[Dataset entries]
··········
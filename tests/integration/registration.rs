//! Embedding Registration Tests
//!
//! Find-or-create by (source entity, model) identity, tag-after-write,
//! and subset registration.

use std::collections::BTreeMap;
use std::sync::Arc;

use crate::common::*;

fn one_vector(key: &EntityKey, v: Vec<f64>) -> BTreeMap<EntityKey, FeatureVector> {
    let mut vectors = BTreeMap::new();
    vectors.insert(key.clone(), v);
    vectors
}

// ============================================================================
// Idempotence and tags
// ============================================================================

#[test]
fn same_vector_twice_gives_one_embedding() {
    let test = TestDeployment::new();
    let keys = test.seed_sources(&["urn:morph:a"]);
    let vectors = one_vector(&keys[0], vec![0.1, 0.2, 0.3]);
    let model = test.push_model_with(&vectors);

    let registry = EmbeddingRegistry::new(test.store(), test.store());
    registry.register_batch(&vectors, &model_ref(&model), "t").unwrap();
    registry.register_batch(&vectors, &model_ref(&model), "t").unwrap();

    assert_eq!(test.all_of(EntityType::Embedding).len(), 1);
}

#[test]
fn embedding_discoverable_under_both_tags() {
    let test = TestDeployment::new();
    let keys = test.seed_sources(&["urn:morph:a"]);
    let vectors = one_vector(&keys[0], vec![0.5, 0.5]);
    let model = test.push_model_with(&vectors);

    let registry = EmbeddingRegistry::new(test.store(), test.store());
    registry.register_batch(&vectors, &model_ref(&model), "t1").unwrap();
    registry.register_batch(&vectors, &model_ref(&model), "t2").unwrap();

    let all = test.all_of(EntityType::Embedding);
    assert_eq!(all.len(), 1);

    let under_t1 = test.tagged(EntityType::Embedding, "t1");
    let under_t2 = test.tagged(EntityType::Embedding, "t2");
    assert_eq!(under_t1.len(), 1);
    assert_eq!(under_t2.len(), 1);
    assert_eq!(under_t1[0].id, all[0].id);
    assert_eq!(under_t2[0].id, all[0].id);
    assert_eq!(under_t1[0].rev(), Some(1));
    assert_eq!(under_t2[0].rev(), Some(2));
}

#[test]
fn embedding_records_derivation_and_default_tag() {
    let test = TestDeployment::new();
    let keys = test.seed_sources(&["urn:morph:a", "urn:morph:b"]);
    let vectors: BTreeMap<_, _> = keys.iter().map(|k| (k.clone(), vec![1.0, 2.0])).collect();
    test.push_model_with(&vectors);

    let (tag, dimension) = test
        .pipeline()
        .register_embeddings(&EmbeddingRequest::new(test.bucket.clone(), MODEL_NAME))
        .unwrap();

    let model = test.all_of(EntityType::EmbeddingModel).remove(0);
    assert_eq!(tag, neurosim::model_tag(&model.id, 1));
    assert_eq!(dimension, 2);

    let embeddings = test.tagged(EntityType::Embedding, &tag);
    assert_eq!(embeddings.len(), 2);
    for embedding in &embeddings {
        let source = embedding.derivation_of(SOURCE_TYPE).unwrap();
        assert_eq!(source.rev, Some(1));
        assert!(embedding.generated_using(&model.id));
        let name = embedding.name.as_deref().unwrap();
        assert!(name.starts_with("Embedding of urn:morph:"));
        assert!(name.ends_with(" at revision 1"));
    }
}

// ============================================================================
// Request options
// ============================================================================

#[test]
fn subset_registers_requested_entities_only() {
    let test = TestDeployment::new();
    let keys = test.seed_sources(&["urn:morph:a", "urn:morph:b", "urn:morph:c"]);
    let vectors: BTreeMap<_, _> = keys.iter().map(|k| (k.clone(), vec![0.0, 1.0])).collect();
    test.push_model_with(&vectors);

    let mut request = EmbeddingRequest::new(test.bucket.clone(), MODEL_NAME);
    request.subset = Some(vec![
        RequestedKey::any("urn:morph:b"),
        RequestedKey::pinned("urn:morph:c", 7),
    ]);
    request.tag = Some("subset".to_string());

    test.pipeline().register_embeddings(&request).unwrap();

    let embeddings = test.tagged(EntityType::Embedding, "subset");
    assert_eq!(embeddings.len(), 1);
    assert!(embeddings[0].derives_from("urn:morph:b"));
}

#[test]
fn tag_transformer_rewrites_tag() {
    let test = TestDeployment::new();
    let keys = test.seed_sources(&["urn:morph:a"]);
    test.push_model_with(&one_vector(&keys[0], vec![3.0]));

    let mut request = EmbeddingRequest::new(test.bucket.clone(), MODEL_NAME);
    request.tag = Some("base".to_string());
    request.tag_transformer = Some(Arc::new(|t: &str| format!("{}-scaled", t)));

    let (tag, _) = test.pipeline().register_embeddings(&request).unwrap();
    assert_eq!(tag, "base-scaled");
    assert_eq!(test.tagged(EntityType::Embedding, "base-scaled").len(), 1);
    assert!(test.tagged(EntityType::Embedding, "base").is_empty());
}

#[test]
fn embeddings_written_to_push_bucket() {
    let test = TestDeployment::new();
    let keys = test.seed_sources(&["urn:morph:a"]);
    test.push_model_with(&one_vector(&keys[0], vec![1.0, 1.0]));

    let push = Bucket::new(ENDPOINT, "bbp", "embeddings");
    let mut request = EmbeddingRequest::new(test.bucket.clone(), MODEL_NAME);
    request.push_bucket = push.clone();
    let (tag, _) = test.pipeline().register_embeddings(&request).unwrap();

    assert!(test.all_of(EntityType::Embedding).is_empty());
    let pushed = test
        .store_of(&push)
        .search_tagged(&EntityFilter::of_type(EntityType::Embedding), &tag)
        .unwrap();
    assert_eq!(pushed.len(), 1);
    assert!(pushed[0].id.contains("/bbp/embeddings/"));
}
··········
» **TASK DETAILS**:
Scan the records for the word "EntityType", and copy each line where it is found.

» **SOLUTION FOR THIS PROBLEM**:
    assert_eq!(test.all_of(EntityType::Embedding).len(), 1);
    let all = test.all_of(EntityType::Embedding);
    let under_t1 = test.tagged(EntityType::Embedding, "t1");
    let under_t2 = test.tagged(EntityType::Embedding, "t2");
    let model = test.all_of(EntityType::EmbeddingModel).remove(0);
    let embeddings = test.tagged(EntityType::Embedding, &tag);
    let embeddings = test.tagged(EntityType::Embedding, "subset");
    assert_eq!(test.tagged(EntityType::Embedding, "base-scaled").len(), 1);
    assert!(test.tagged(EntityType::Embedding, "base").is_empty());
    assert!(test.all_of(EntityType::Embedding).is_empty());
        .search_tagged(&EntityFilter::of_type(EntityType::Embedding), &tag)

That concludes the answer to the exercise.